Met zo'n onderwerpregel voor een e-mail bericht weet ik al zeker dat het een fraude poging is, maar het bleek dit keer een van de beruchte bitcoin afpersingspogingen te zijn. De tekst is weer behoorlijk goed nederlands:
Hallo! Helaas heb ik slecht nieuws voor je. Enkele maanden geleden heb ik toegang gekregen tot de apparaten waarmee je op het internet surft. Vervolgens heb ik je internetactiviteiten nagetrokken. Hieronder volgt een overzicht van de gebeurtenissen die hiertoe hebben geleid: Eerst heb ik van hackers toegang gekocht tot talrijke e-mail accounts (tegenwoordig is dat een heel simpele klus die gewoon online kan worden gedaan). Zonder enige moeite heb ik vervolgens kunnen inloggen op jouw e-mail account (xxxx @ yyyyyyy).

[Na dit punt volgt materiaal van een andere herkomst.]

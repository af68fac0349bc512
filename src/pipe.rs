use std::collections::VecDeque;
use std::sync::{Arc, Mutex};

use tokio::sync::watch;

use crate::error::{PipeError, Result};
use crate::overlapped::OpCore;

/// One direction of a connection: a capacity-bounded byte queue with
/// watch-based wakeups for readers and writers.
pub(crate) struct ByteQueue {
    state: Mutex<QueueState>,
    version: watch::Sender<()>,
}

struct QueueState {
    data: VecDeque<u8>,
    capacity: usize,
    /// Producer is gone; readers drain what is left, then see EOF.
    write_closed: bool,
    /// Consumer is gone; writes fail immediately.
    read_closed: bool,
    /// Forced disconnect; queued data is discarded and both sides fail.
    broken: bool,
}

pub(crate) enum ReadStep {
    Data { n: usize, more: bool },
    WouldBlock,
    Eof,
    Broken,
}

pub(crate) enum WriteStep {
    Wrote(usize),
    WouldBlock,
    Broken,
}

impl ByteQueue {
    fn new(capacity: usize) -> Arc<ByteQueue> {
        let (version, _) = watch::channel(());
        Arc::new(ByteQueue {
            state: Mutex::new(QueueState {
                data: VecDeque::new(),
                capacity,
                write_closed: false,
                read_closed: false,
                broken: false,
            }),
            version,
        })
    }

    pub fn subscribe(&self) -> watch::Receiver<()> {
        self.version.subscribe()
    }

    pub fn bump(&self) {
        self.version.send_modify(|_| {});
    }

    pub fn try_read(&self, dst: &mut [u8]) -> ReadStep {
        let mut state = self.state.lock().unwrap();
        if state.broken {
            return ReadStep::Broken;
        }
        if !state.data.is_empty() {
            let n = dst.len().min(state.data.len());
            for slot in dst.iter_mut().take(n) {
                *slot = state.data.pop_front().unwrap();
            }
            let more = !state.data.is_empty();
            drop(state);
            if n > 0 {
                // Space was freed; wake any writer parked on capacity.
                self.bump();
            }
            return ReadStep::Data { n, more };
        }
        if state.write_closed {
            ReadStep::Eof
        } else {
            ReadStep::WouldBlock
        }
    }

    pub fn try_write(&self, src: &[u8]) -> WriteStep {
        let mut state = self.state.lock().unwrap();
        if state.broken || state.read_closed {
            return WriteStep::Broken;
        }
        let space = state.capacity.saturating_sub(state.data.len());
        if space == 0 {
            return WriteStep::WouldBlock;
        }
        let n = src.len().min(space);
        state.data.extend(&src[..n]);
        drop(state);
        self.bump();
        WriteStep::Wrote(n)
    }

    pub fn close_write(&self) {
        self.state.lock().unwrap().write_closed = true;
        self.bump();
    }

    pub fn close_read(&self) {
        self.state.lock().unwrap().read_closed = true;
        self.bump();
    }

    pub fn break_pipe(&self) {
        let mut state = self.state.lock().unwrap();
        state.broken = true;
        state.data.clear();
        drop(state);
        self.bump();
    }
}

/// A live server/client connection: one queue per direction, plus the
/// peer process id recorded when the client opened the pipe.
pub(crate) struct Conn {
    /// Server writes, client reads.
    pub s2c: Arc<ByteQueue>,
    /// Client writes, server reads.
    pub c2s: Arc<ByteQueue>,
    pub client_pid: u32,
}

impl Conn {
    fn new(buffer_size: usize) -> Arc<Conn> {
        Arc::new(Conn {
            s2c: ByteQueue::new(buffer_size),
            c2s: ByteQueue::new(buffer_size),
            client_pid: std::process::id(),
        })
    }
}

/// Connect-side state of one server instance.
pub(crate) enum InstanceState {
    /// Created (or disconnected), no connect issued.
    Idle,
    /// An overlapped connect is pending; completion resolves `op`.
    Listening { op: Arc<OpCore> },
    /// A client opened the instance before the server issued its
    /// connect. Data may already flow; the server's connect resolves
    /// synchronously.
    ClientWaiting { conn: Arc<Conn> },
    Connected { conn: Arc<Conn> },
    Closed,
}

/// One server instance of a named pipe.
pub(crate) struct Instance {
    pub state: Mutex<InstanceState>,
}

impl Instance {
    fn new() -> Arc<Instance> {
        Arc::new(Instance {
            state: Mutex::new(InstanceState::Idle),
        })
    }

    /// The connection currently attached, if any.
    pub fn conn(&self) -> Option<Arc<Conn>> {
        match &*self.state.lock().unwrap() {
            InstanceState::ClientWaiting { conn } | InstanceState::Connected { conn } => {
                Some(conn.clone())
            }
            _ => None,
        }
    }
}

/// Everything shared by the instances of one pipe name.
pub(crate) struct PipeShared {
    pub name: String,
    pub max_instances: u32,
    pub buffer_size: usize,
    pub instances: Mutex<Vec<Arc<Instance>>>,
}

impl PipeShared {
    pub fn new(name: String, max_instances: u32, buffer_size: usize) -> Arc<PipeShared> {
        Arc::new(PipeShared {
            name,
            max_instances,
            buffer_size,
            instances: Mutex::new(Vec::new()),
        })
    }

    /// Registers one more instance, bounded by `max_instances`.
    pub fn add_instance(&self) -> Result<Arc<Instance>> {
        let mut instances = self.instances.lock().unwrap();
        if instances.len() >= self.max_instances as usize {
            return Err(PipeError::PipeBusy);
        }
        let instance = Instance::new();
        instances.push(instance.clone());
        Ok(instance)
    }

    pub fn remove_instance(&self, instance: &Arc<Instance>) -> bool {
        let mut instances = self.instances.lock().unwrap();
        instances.retain(|other| !Arc::ptr_eq(other, instance));
        instances.is_empty()
    }

    /// Claims an instance for a connecting client: a listening instance
    /// completes its pending connect, an idle one parks the client
    /// until the server connects. Scanned in creation order.
    pub fn claim_for_client(&self) -> Result<Arc<Conn>> {
        let instances = self.instances.lock().unwrap();
        for instance in instances.iter() {
            let mut state = instance.state.lock().unwrap();
            match &*state {
                InstanceState::Listening { op } => {
                    let op = op.clone();
                    let conn = Conn::new(self.buffer_size);
                    *state = InstanceState::Connected { conn: conn.clone() };
                    drop(state);
                    op.finish(crate::error::Status::Success, 0);
                    return Ok(conn);
                }
                InstanceState::Idle => {
                    let conn = Conn::new(self.buffer_size);
                    *state = InstanceState::ClientWaiting { conn: conn.clone() };
                    return Ok(conn);
                }
                _ => {}
            }
        }
        Err(PipeError::PipeBusy)
    }
}

/// Which side of a connection a pipe handle refers to.
pub(crate) enum EndpointSide {
    Server {
        shared: Arc<PipeShared>,
        instance: Arc<Instance>,
    },
    Client {
        conn: Arc<Conn>,
    },
}

/// The object a pipe handle resolves to: one side of one pipe, plus the
/// single in-flight operation slot the platform contract allows.
pub(crate) struct PipeEndpoint {
    pub side: EndpointSide,
    inflight: Mutex<Option<Arc<OpCore>>>,
}

impl PipeEndpoint {
    pub fn new(side: EndpointSide) -> Arc<PipeEndpoint> {
        Arc::new(PipeEndpoint {
            side,
            inflight: Mutex::new(None),
        })
    }

    /// Claims the in-flight slot. Fails with `PipeBusy` while a prior
    /// operation on this handle is still pending; a resolved occupant
    /// is displaced lazily.
    pub fn claim(&self, op: &Arc<OpCore>) -> Result<()> {
        let mut slot = self.inflight.lock().unwrap();
        if let Some(current) = slot.as_ref() {
            if current.is_pending() {
                return Err(PipeError::PipeBusy);
            }
        }
        *slot = Some(op.clone());
        Ok(())
    }

    pub fn inflight(&self) -> Option<Arc<OpCore>> {
        self.inflight.lock().unwrap().clone()
    }

    /// The queue this side reads from / writes to. Server endpoints
    /// require a fully connected instance.
    pub fn read_queue(&self) -> Result<Arc<ByteQueue>> {
        match &self.side {
            EndpointSide::Server { instance, .. } => match &*instance.state.lock().unwrap() {
                InstanceState::Connected { conn } => Ok(conn.c2s.clone()),
                _ => Err(PipeError::generic("pipe is not connected")),
            },
            EndpointSide::Client { conn } => Ok(conn.s2c.clone()),
        }
    }

    pub fn write_queue(&self) -> Result<Arc<ByteQueue>> {
        match &self.side {
            EndpointSide::Server { instance, .. } => match &*instance.state.lock().unwrap() {
                InstanceState::Connected { conn } => Ok(conn.s2c.clone()),
                _ => Err(PipeError::generic("pipe is not connected")),
            },
            EndpointSide::Client { conn } => Ok(conn.c2s.clone()),
        }
    }

    /// Wakes any transfer parked on this endpoint's queues, so it can
    /// observe a cancellation or state change.
    pub fn wake_queues(&self) {
        match &self.side {
            EndpointSide::Server { instance, .. } => {
                if let Some(conn) = instance.conn() {
                    conn.s2c.bump();
                    conn.c2s.bump();
                }
            }
            EndpointSide::Client { conn } => {
                conn.s2c.bump();
                conn.c2s.bump();
            }
        }
    }
}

Een week later heb ik het voor elkaar gekregen een Trojaans virus te installeren op besturingssystemen van al je apparaten die voor e-mail toegang gebruikt worden. Eigenlijk was dat heel eenvoudig (want je klikte op de links in je inbox emails).
En zo nog een heleboel tekst verder, maar het belangrijke deel:
Schrijf 1750€ naar mijn rekening (bitcoin equivalent op basis van de wisselkoers tijdens je overschrijving) over
Hieronder staat mijn Bitcoin wallet: 1HvuQda3pzxyCnTJVpb1TpADMF2s3GB6g6 Je krijgt precies 48 uur de tijd nadat je deze e-mail geopend hebt (2 dagen om precies te zijn).
Bitcoin wallet 1HvuQda3pzxyCnTJVpb1TpADMF2s3GB6g6 was al bekend bij bitcoinabuse en heeft zo te zien helaas al een bedrag ontvangen van bijna 4 keer 1750 euro.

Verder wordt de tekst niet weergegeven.